Whether one is reaching for an umbrella, sun cream or a wind cheater, Loch Lomond, a circuit partly designed by Tom Weiskopf, a former Open champion, never fails to shed its beauty. The competitors can hardly cheat a course of over 7,000 yards that lists Tom Lehman, Ernie Els, Retief Goosen and Colin Montgomerie among former champions, but as a form guide for the Open, the Scottish Open is about as reliable as predicting the varied bundle of weather that tends to hover over such versatile land.

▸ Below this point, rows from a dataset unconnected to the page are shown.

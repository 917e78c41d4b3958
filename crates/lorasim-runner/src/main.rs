//! # lorasim
//!
//! Command line for the LoRaWAN interference simulator.

use lorasim_runner::metrics_export::{self, InMemoryRecorder};
use lorasim_runner::{
    build_simulation, format_duration, load_scenario, EventLoop, ProgressInfo, RunnerError, SimTime,
    SimulationStats,
};

use clap::{Parser, Subcommand, ValueEnum};
use lorasim_phy::LoraTxParams;
use std::io::Write;
use std::path::PathBuf;
use std::sync::atomic::{AtomicBool, Ordering};
use std::sync::Arc;
use tracing::{info, warn};
use tracing_subscriber::{fmt, prelude::*, EnvFilter};

// ============================================================================
// Duration Parsing
// ============================================================================

/// Parse a duration into seconds.
///
/// Accepts a plain number of seconds (`60`), a number with a unit (`10s`,
/// `5m`, `2h`, `1d`) or combined units (`1h30m`).
fn parse_duration(s: &str) -> Result<f64, String> {
    let s = s.trim();
    if let Ok(secs) = s.parse::<f64>() {
        return Ok(secs);
    }

    let mut total_seconds: f64 = 0.0;
    let mut current_number = String::new();
    for c in s.chars() {
        if c.is_ascii_digit() || c == '.' {
            current_number.push(c);
            continue;
        }
        if current_number.is_empty() {
            return Err(format!("Invalid duration format: unexpected '{}' in '{}'", c, s));
        }
        let value: f64 = current_number
            .parse()
            .map_err(|_| format!("Invalid number '{}' in duration '{}'", current_number, s))?;
        let multiplier = match c {
            's' => 1.0,
            'm' => 60.0,
            'h' => 3600.0,
            'd' => 86400.0,
            _ => return Err(format!("Unknown duration unit '{}' in '{}'. Use s, m, h, or d.", c, s)),
        };
        total_seconds += value * multiplier;
        current_number.clear();
    }

    if !current_number.is_empty() {
        let value: f64 = current_number
            .parse()
            .map_err(|_| format!("Invalid number '{}' in duration '{}'", current_number, s))?;
        total_seconds += value;
    }

    if total_seconds == 0.0 && !s.is_empty() {
        return Err(format!("Invalid duration format: '{}'", s));
    }
    Ok(total_seconds)
}

// ============================================================================
// CLI Configuration
// ============================================================================

/// Output format for metrics at the end of a run.
#[derive(Clone, Copy, Debug, PartialEq, Eq, ValueEnum)]
pub enum MetricsOutputFormat {
    /// Aggregated JSON snapshot.
    Json,
    /// Prometheus text exposition format.
    Prometheus,
}

/// lorasim - LoRaWAN interference simulator
#[derive(Parser, Debug)]
#[command(name = "lorasim")]
#[command(author, version, about, long_about = None)]
pub struct Cli {
    #[command(subcommand)]
    pub command: Commands,
}

/// Available commands
#[derive(Subcommand, Debug)]
pub enum Commands {
    /// Run a simulation from a YAML scenario file
    Run(RunnerConfig),
    /// Compute the time on air of a LoRa frame
    Airtime(AirtimeConfig),
    /// List all available metrics with descriptions and labels
    Metrics,
}

/// Options of `lorasim run`.
#[derive(Parser, Debug)]
pub struct RunnerConfig {
    /// Scenario file
    pub scenario: PathBuf,

    /// Simulated duration (e.g. 3600, 10m, 1h30m); overrides the scenario
    #[arg(short, long, value_parser = parse_duration)]
    pub duration: Option<f64>,

    /// Random seed; overrides the scenario
    #[arg(short, long)]
    pub seed: Option<u64>,

    /// Write the notification trace as JSON to this file
    #[arg(short, long)]
    pub output: Option<PathBuf>,

    /// Export metrics at the end of the run
    #[arg(long, value_enum)]
    pub metrics_output: Option<MetricsOutputFormat>,

    /// Metrics destination (stdout if not specified)
    #[arg(long)]
    pub metrics_file: Option<PathBuf>,

    /// Print progress and a summary table on stderr
    #[arg(short, long)]
    pub verbose: bool,
}

/// Options of `lorasim airtime`.
#[derive(Parser, Debug)]
pub struct AirtimeConfig {
    /// Spreading factor (7-12)
    #[arg(long)]
    pub sf: u8,

    /// Payload size in bytes
    #[arg(long)]
    pub payload: usize,

    /// Bandwidth in Hz
    #[arg(long, default_value = "125000")]
    pub bandwidth: u32,

    /// Coding rate 1-4 (4/5 to 4/8)
    #[arg(long, default_value = "1")]
    pub coding_rate: u8,

    /// Preamble symbols
    #[arg(long, default_value = "8")]
    pub preamble: u32,
}

// ============================================================================
// Run
// ============================================================================

fn print_summary_table(stats: &SimulationStats) {
    eprintln!();
    eprintln!(
        "┌{}┬{}┬{}┬{}┬{}┬{}┐",
        "─".repeat(18),
        "─".repeat(12),
        "─".repeat(8),
        "─".repeat(8),
        "─".repeat(8),
        "─".repeat(10)
    );
    eprintln!(
        "│ {:^16} │ {:^10} │ {:^6} │ {:^6} │ {:^6} │ {:^8} │",
        "Node", "Type", "TX", "RX", "Lost", "Acked"
    );
    eprintln!(
        "├{}┼{}┼{}┼{}┼{}┼{}┤",
        "─".repeat(18),
        "─".repeat(12),
        "─".repeat(8),
        "─".repeat(8),
        "─".repeat(8),
        "─".repeat(10)
    );
    for (name, node) in &stats.nodes {
        let lost: u64 = node.lost.values().sum();
        eprintln!(
            "│ {:16} │ {:10} │ {:>6} │ {:>6} │ {:>6} │ {:>8} │",
            name, node.role, node.tx, node.rx, lost, node.uplinks_acked
        );
    }
    eprintln!(
        "└{}┴{}┴{}┴{}┴{}┴{}┘",
        "─".repeat(18),
        "─".repeat(12),
        "─".repeat(8),
        "─".repeat(8),
        "─".repeat(8),
        "─".repeat(10)
    );
    let _ = std::io::stderr().flush();
}

/// Run a simulation with the given configuration.
pub fn run_simulation(config: &RunnerConfig) -> Result<SimulationStats, RunnerError> {
    let metrics_recorder = if config.metrics_output.is_some() {
        let recorder = InMemoryRecorder::new();
        metrics::set_global_recorder(recorder.clone())
            .map_err(|e| RunnerError::ConfigError(format!("Failed to install metrics recorder: {}", e)))?;
        lorasim_metrics::describe_metrics();
        Some(recorder)
    } else {
        None
    };

    let scenario = load_scenario(&config.scenario)?;
    let seed = config.seed.unwrap_or(scenario.simulation.seed);
    let duration_s = config.duration.unwrap_or(scenario.simulation.duration_s);
    if duration_s.is_nan() || duration_s <= 0.0 {
        return Err(RunnerError::ConfigError(format!("duration must be positive, got {}", duration_s)));
    }
    let duration = SimTime::from_secs(duration_s);
    info!(scenario = %config.scenario.display(), seed, duration_s, "loading scenario");

    let simulation = build_simulation(&scenario, seed)?;
    let trace_output: Option<Box<dyn Write>> = match &config.output {
        Some(path) => Some(Box::new(std::io::BufWriter::new(std::fs::File::create(path)?))),
        None => None,
    };
    let mut event_loop = EventLoop::new(simulation, trace_output);

    let stop_flag = Arc::new(AtomicBool::new(false));
    let stop_flag_clone = stop_flag.clone();
    if let Err(e) = ctrlc::set_handler(move || {
        stop_flag_clone.store(true, Ordering::Relaxed);
    }) {
        warn!("cannot install Ctrl+C handler: {}", e);
    }

    let verbose = config.verbose;
    let stats = event_loop.run_with_progress(duration, Some(stop_flag), |_, progress: ProgressInfo, is_final| {
        if !verbose || is_final {
            return;
        }
        eprintln!(
            "  {:5.1}% sim {} | wall {} | {:>9} events | {:8.1}x | eta {}",
            progress.progress_percent,
            progress.sim_time,
            format_duration(progress.wall_elapsed),
            progress.events_processed,
            progress.time_multiplier,
            format_duration(progress.estimated_remaining),
        );
    })?;

    if verbose {
        print_summary_table(&stats);
        eprintln!("  Total events: {}", stats.total_events);
        eprintln!("  Uplinks sent: {}", stats.uplinks_sent);
        eprintln!("  Uplinks received: {}", stats.uplinks_received);
        eprintln!("  Delivery ratio: {:.3}", stats.delivery_ratio);
        eprintln!("  Wall time: {}ms", stats.wall_time_ms);
    }

    if let (Some(format), Some(recorder)) = (config.metrics_output, metrics_recorder) {
        let mut writer: Box<dyn Write> = match &config.metrics_file {
            Some(path) => Box::new(std::fs::File::create(path)?),
            None => Box::new(std::io::stdout()),
        };
        match format {
            MetricsOutputFormat::Json => metrics_export::export_json(&recorder.snapshot(), &mut writer)?,
            MetricsOutputFormat::Prometheus => metrics_export::export_prometheus(&recorder, &mut writer)?,
        }
        writer.flush()?;
        if let Some(ref path) = config.metrics_file {
            info!(path = %path.display(), "metrics exported");
        }
    }

    Ok(stats)
}

fn airtime_command(config: &AirtimeConfig) -> Result<(), RunnerError> {
    if !(7..=12).contains(&config.sf) {
        return Err(RunnerError::ConfigError(format!(
            "spreading factor must be 7..=12, got {}",
            config.sf
        )));
    }
    if !(1..=4).contains(&config.coding_rate) {
        return Err(RunnerError::ConfigError(format!(
            "coding rate must be 1..=4, got {}",
            config.coding_rate
        )));
    }
    let params = LoraTxParams {
        bandwidth_hz: config.bandwidth,
        coding_rate: config.coding_rate,
        preamble_symbols: config.preamble,
        ..LoraTxParams::with_sf(config.sf)
    };
    let out = serde_json::json!({
        "spreading_factor": params.spreading_factor,
        "bandwidth_hz": params.bandwidth_hz,
        "coding_rate": format!("4/{}", params.coding_rate + 4),
        "payload_bytes": config.payload,
        "symbol_duration_ms": params.symbol_duration_s() * 1e3,
        "preamble_duration_ms": params.preamble_duration_s() * 1e3,
        "payload_symbols": params.payload_symbol_count(config.payload),
        "low_data_rate_optimize": params.ldro_enabled(),
        "time_on_air_ms": params.on_air_time_s(config.payload) * 1e3,
    });
    println!("{}", serde_json::to_string_pretty(&out)?);
    Ok(())
}

fn main() -> Result<(), RunnerError> {
    // RUST_LOG, warn by default
    let filter = EnvFilter::try_from_default_env().unwrap_or_else(|_| EnvFilter::new("warn"));
    tracing_subscriber::registry()
        .with(fmt::layer().with_writer(std::io::stderr))
        .with(filter)
        .init();

    let cli = Cli::parse();
    match cli.command {
        Commands::Run(config) => {
            let stats = run_simulation(&config)?;
            // stdout carries the metrics instead when they are not written to a file
            if config.metrics_output.is_none() || config.metrics_file.is_some() {
                println!("{}", serde_json::to_string_pretty(&stats)?);
            }
        }
        Commands::Airtime(config) => airtime_command(&config)?,
        Commands::Metrics => print_metrics_info(),
    }
    Ok(())
}

/// Print every metric definition, grouped by layer.
fn print_metrics_info() {
    use lorasim_metrics::metric_defs;

    println!("lorasim metrics");
    println!("===============\n");
    println!("All metrics carry the labels:");
    println!("  - node: node name from the scenario");
    println!("  - node_type: end_device, gateway, jammer, network_server or channel");
    println!();

    let categories = [
        ("Physical layer", "lorasim.phy."),
        ("Gateway", "lorasim.gateway."),
        ("Energy", "lorasim.energy."),
        ("MAC", "lorasim.mac."),
        ("Jammer", "lorasim.jammer."),
        ("Network server", "lorasim.server."),
        ("Timing", "lorasim.timing."),
    ];
    for (category_name, prefix) in categories {
        println!("## {}\n", category_name);
        for metric in metric_defs::ALL.iter().filter(|m| m.name.starts_with(prefix)) {
            println!("  {}", metric.name);
            println!("    Type: {}", metric.kind);
            let unit_str = metric.unit_str();
            if !unit_str.is_empty() {
                println!("    Unit: {}", unit_str);
            }
            println!("    Description: {}", metric.description);
            if !metric.labels.is_empty() {
                println!("    Extra labels: {}", metric.labels.join(", "));
            }
            println!();
        }
    }

    println!("## Usage\n");
    println!("  lorasim run scenarios/single_gateway.yaml --duration 1h --metrics-output json --metrics-file metrics.json");
    println!("  lorasim run scenarios/jammed.yaml --metrics-output prometheus");
}

#[cfg(test)]
mod tests {
    use super::*;

    #[test]
    fn test_cli_parse_run() {
        let cli = Cli::try_parse_from([
            "lorasim",
            "run",
            "scenario.yaml",
            "--duration",
            "1h30m",
            "--seed",
            "7",
            "--metrics-output",
            "prometheus",
        ])
        .unwrap();
        let Commands::Run(config) = cli.command else {
            panic!("expected run");
        };
        assert_eq!(config.scenario, PathBuf::from("scenario.yaml"));
        assert_eq!(config.duration, Some(5400.0));
        assert_eq!(config.seed, Some(7));
        assert_eq!(config.metrics_output, Some(MetricsOutputFormat::Prometheus));
        assert!(config.output.is_none());
    }

    #[test]
    fn test_cli_parse_airtime_defaults() {
        let cli = Cli::try_parse_from(["lorasim", "airtime", "--sf", "12", "--payload", "20"]).unwrap();
        let Commands::Airtime(config) = cli.command else {
            panic!("expected airtime");
        };
        assert_eq!(config.bandwidth, 125_000);
        assert_eq!(config.coding_rate, 1);
        assert_eq!(config.preamble, 8);
    }

    #[test]
    fn test_cli_rejects_bad_duration() {
        assert!(Cli::try_parse_from(["lorasim", "run", "s.yaml", "--duration", "10x"]).is_err());
    }

    #[test]
    fn test_airtime_rejects_sf() {
        let config = AirtimeConfig {
            sf: 6,
            payload: 10,
            bandwidth: 125_000,
            coding_rate: 1,
            preamble: 8,
        };
        assert!(matches!(airtime_command(&config), Err(RunnerError::ConfigError(_))));
    }

    #[test]
    fn test_parse_duration_plain_seconds() {
        assert_eq!(parse_duration("60").unwrap(), 60.0);
        assert_eq!(parse_duration("0.5").unwrap(), 0.5);
    }

    #[test]
    fn test_parse_duration_with_units() {
        assert_eq!(parse_duration("60s").unwrap(), 60.0);
        assert_eq!(parse_duration("10m").unwrap(), 600.0);
        assert_eq!(parse_duration("2h").unwrap(), 7200.0);
        assert_eq!(parse_duration("1d").unwrap(), 86400.0);
    }

    #[test]
    fn test_parse_duration_combined() {
        assert_eq!(parse_duration("1h30m").unwrap(), 5400.0);
        assert_eq!(parse_duration("1d2h30m45s").unwrap(), 95445.0);
        assert_eq!(parse_duration("1.5h").unwrap(), 5400.0);
    }

    #[test]
    fn test_parse_duration_errors() {
        assert!(parse_duration("abc").is_err());
        assert!(parse_duration("10x").is_err());
        assert!(parse_duration("h10").is_err());
    }
}
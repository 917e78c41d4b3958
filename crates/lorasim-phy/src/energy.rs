//! Battery bookkeeping for end devices.

use lorasim_common::{EnergyConsumption, PhyState, SimTime};
use serde::{Deserialize, Serialize};

/// Supply voltage and per-state current draw.
#[derive(Debug, Clone, Copy, PartialEq, Serialize, Deserialize)]
#[serde(default)]
pub struct EnergyRates {
    /// Supply voltage in volts.
    pub voltage_v: f64,
    /// Current while transmitting, in amperes.
    pub tx_current_a: f64,
    /// Current while receiving.
    pub rx_current_a: f64,
    /// Current in standby.
    pub standby_current_a: f64,
    /// Current while sleeping.
    pub sleep_current_a: f64,
}

impl Default for EnergyRates {
    fn default() -> Self {
        EnergyRates {
            voltage_v: 3.3,
            tx_current_a: 0.028,
            rx_current_a: 0.0112,
            standby_current_a: 0.0014,
            sleep_current_a: 0.0000015,
        }
    }
}

impl EnergyRates {
    /// Power draw in watts for a radio state. Zero once dead.
    pub fn power_w(&self, state: PhyState) -> f64 {
        let current = match state {
            PhyState::Tx => self.tx_current_a,
            PhyState::Rx => self.rx_current_a,
            PhyState::Standby => self.standby_current_a,
            PhyState::Sleep => self.sleep_current_a,
            PhyState::Dead => 0.0,
        };
        current * self.voltage_v
    }
}

/// Cumulative consumption and remaining battery of one device.
#[derive(Debug, Clone)]
pub struct EnergyAccount {
    rates: EnergyRates,
    capacity_j: Option<f64>,
    remaining_j: f64,
    consumption: EnergyConsumption,
    exhausted: bool,
}

impl EnergyAccount {
    /// Create an account. `capacity_j == None` means mains powered.
    pub fn new(rates: EnergyRates, capacity_j: Option<f64>) -> Self {
        EnergyAccount {
            rates,
            capacity_j,
            remaining_j: capacity_j.unwrap_or(f64::INFINITY),
            consumption: EnergyConsumption::default(),
            exhausted: false,
        }
    }

    /// Charge `duration` spent in `state`.
    ///
    /// Returns `true` exactly once: on the call that brings the battery to
    /// zero or below. Later calls are ignored.
    pub fn charge(&mut self, state: PhyState, duration: SimTime) -> bool {
        if self.exhausted {
            return false;
        }
        let joules = self.rates.power_w(state) * duration.as_secs_f64();
        match state {
            PhyState::Tx => self.consumption.tx_j += joules,
            PhyState::Rx => self.consumption.rx_j += joules,
            PhyState::Standby => self.consumption.standby_j += joules,
            PhyState::Sleep => self.consumption.sleep_j += joules,
            PhyState::Dead => {}
        }
        if self.capacity_j.is_none() {
            return false;
        }
        self.remaining_j = (self.remaining_j - joules).max(0.0);
        if self.remaining_j <= 0.0 {
            self.exhausted = true;
        }
        self.exhausted
    }

    /// Per-state consumption so far.
    pub fn consumption(&self) -> EnergyConsumption {
        self.consumption
    }

    /// Remaining battery energy, infinite when mains powered.
    pub fn remaining_j(&self) -> f64 {
        self.remaining_j
    }

    /// Whether the battery has run out.
    pub fn is_exhausted(&self) -> bool {
        self.exhausted
    }

    /// Rates in use.
    pub fn rates(&self) -> &EnergyRates {
        &self.rates
    }
}

#[cfg(test)]
mod tests {
    use super::*;

    #[test]
    fn test_charge_accumulates_per_state() {
        let mut account = EnergyAccount::new(EnergyRates::default(), None);
        account.charge(PhyState::Tx, SimTime::from_secs(1.0));
        account.charge(PhyState::Sleep, SimTime::from_secs(10.0));
        let c = account.consumption();
        assert!((c.tx_j - 0.028 * 3.3).abs() < 1e-12);
        assert!((c.sleep_j - 10.0 * 0.0000015 * 3.3).abs() < 1e-15);
        assert_eq!(c.rx_j, 0.0);
        assert!(account.remaining_j().is_infinite());
    }

    #[test]
    fn test_exhaustion_reported_once() {
        // 0.1 J lasts a little over one second of TX at 92.4 mW.
        let mut account = EnergyAccount::new(EnergyRates::default(), Some(0.1));
        assert!(!account.charge(PhyState::Tx, SimTime::from_secs(1.0)));
        assert!(account.charge(PhyState::Tx, SimTime::from_secs(1.0)));
        assert!(account.is_exhausted());
        assert_eq!(account.remaining_j(), 0.0);
        assert!(!account.charge(PhyState::Tx, SimTime::from_secs(1.0)));
        // No further consumption recorded after exhaustion.
        assert!((account.consumption().tx_j - 2.0 * 0.0924).abs() < 1e-12);
    }

    #[test]
    fn test_remaining_never_increases() {
        let mut account = EnergyAccount::new(EnergyRates::default(), Some(5.0));
        let mut last = account.remaining_j();
        for state in [PhyState::Standby, PhyState::Rx, PhyState::Sleep, PhyState::Tx] {
            account.charge(state, SimTime::from_millis(500));
            assert!(account.remaining_j() <= last);
            last = account.remaining_j();
        }
    }
}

It may sound thoughtless, but if a player is using history to try to chart a path to the Claret Jug, they may be better leaving the Scottish Open alone. It is always difficult to win successive events, but this is an especially arduous and emotional undertaking. Perhaps there is wisdom in Tiger Woods's traditional preference to practice on such weeks. One remembers Sandy Lyle, who is in the Loch Lomond field, snaring the Greater Greensboro Open and US Masters in 1988, but it is a trick few manage. No player has progressed to lift the Open after succeeding at Loch Lomond. It is in keeping with the theme of the past year in which the Houston Open winner Paul Casey, the St Jude Classic champion Brian Gay and Vijay Singh, holder of the Bridgestone Invitational, won the week before the US Masters, US Open and US PGA, but perhaps peaked a week early. The 2008 Scottish Open champion, Graeme McDowell, almost conceded that the hard nature of such a feat makes it difficult to win the Open.
Angel Cabrera may have other ideas. The US Masters champion and former US Open champion torched this course a year ago in the first and second rounds, moving effortlessly to nine under before a third round six-over 77 smothered his initiative. The magic of Cabrera is in his unpredictability. Sir Nick Faldo and John Daly add a hint of nostalgia to any event, but Ian Poulter, fresh from calling a cameraman an idiot at the French Open, Goosen, Els and Geoff Ogilvy are among a field that contains 22 of the world's top 50 players, ten major winners and a prize fund of £3m (Dh17.8m).